Betting on a new game in town

Entertainment: The resort is trying its luck with new marketing strategies

Destination: Las Vegas

March 19, 2000|By Paul Lomartire | Paul Lomartire,Cox News Service

In the new Las Vegas, showgirls and mobsters are out. Artists and acrobats are in. Mom, Dad and the kids on a budget are out. Conventioneers on corporate expense accounts are in.

Chefs and trendy restaurants are on hotel marquees, not big names playing big rooms.

In the new Las Vegas, it's easier to find a coffee bar than a liquor bar.

Caesar's Palace has a Zen meditation room and a replica of a famous Buddhist landmark, Thailand's Brahma Shrine.

The sidewalk in front of the Bellagio resort's fake, 8-acre Lake Como is packed for operatic water-fountain shows.

If bloated Elvis were alive in the new Vegas, he'd be a ride.

Vegas is now an adult theme park with long walks, long lines, high prices and gimmicks.

At the Bellagio hotel, tourists line up, $12 in hand, to see 25 paintings by masters including Monet, Matisse and Miro.

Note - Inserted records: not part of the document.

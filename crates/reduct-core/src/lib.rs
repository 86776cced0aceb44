//! # reduct-core
//!
//! Expression model for the Reduct evaluation system.
//!
//! This crate provides:
//! - Interned, value-compared symbols
//! - Integer, boolean and string literals with 0/1 boolean coercion
//! - Immutable, reference-counted complex expressions (head + arguments)
//! - Structural algebra with flattening of associative chains
//! - Coercion of raw host values into expressions
//!
//! ## Design Principles
//!
//! - **Values, not places**: every expression is immutable; "modifying"
//!   operations return new trees and share untouched subtrees.
//! - **Cheap clones**: complex nodes live behind an `Arc`, so handing an
//!   expression to an engine on another thread never deep-copies it.
//! - **No evaluation here**: construction and algebra are purely structural.

#![warn(missing_docs)]
#![warn(clippy::all)]
#![warn(clippy::pedantic)]
#![allow(clippy::module_name_repetitions)]

pub mod algebra;
pub mod error;
pub mod expr;
pub mod literal;
pub mod raw;
pub mod symbol;

pub use algebra::{combine, plus, times};
pub use error::{ExprError, Result};
pub use expr::{Arguments, ComplexExpression, Expression, ExpressionKind};
pub use literal::{Literal, LiteralKind};
pub use symbol::{Symbol, SymbolTable};

/// Builds a complex expression from a head name and heterogeneous arguments.
///
/// Every argument is converted with `Expression::from`, so integers, booleans,
/// string slices, symbols and expressions can be mixed freely.
///
/// ```
/// use reduct_core::{call, Symbol};
///
/// let e = call!("Plus", 1, true, "x", Symbol::new("A"));
/// assert_eq!(e.to_string(), "Plus(1, True, \"x\", A)");
/// ```
#[macro_export]
macro_rules! call {
    ($head:expr $(, $arg:expr)* $(,)?) => {{
        let arguments: ::std::vec::Vec<$crate::Expression> =
            ::std::vec![$($crate::Expression::from($arg)),*];
        $crate::Expression::call($head, arguments)
    }};
}

#[cfg(test)]
mod proptests;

At the Venetian hotel, a gondola takes tourists through a mall on a romantic ride past Brookstone and Banana Republic for $10. At the Paris Las Vegas hotel, a trip to the top of the fake, 50-story Eiffel Tower is $8.

The Vegas Strip, this planet's most neon-drenched street, offers moving sidewalks, escalators and trams connecting monster, 3,000-room hotel-cities -- four new ones in the past two years -- that reinvent Vegas' tradition of themed hotels.

"It's all oriented around money," says Larry Mullen, a professor at the University of Nevada Las Vegas. "The hotel occupancy rates have to be 90 percent or above or they get nervous. But they somehow manage to maintain that. It's one-upmanship. 'I can build a bigger and better and more interesting, more glitzy and glamorous whatever to attract people and get them to stay at my hotel.' They're already talking about the Mirage. It's been up about 10 years, and they need to reinvent that."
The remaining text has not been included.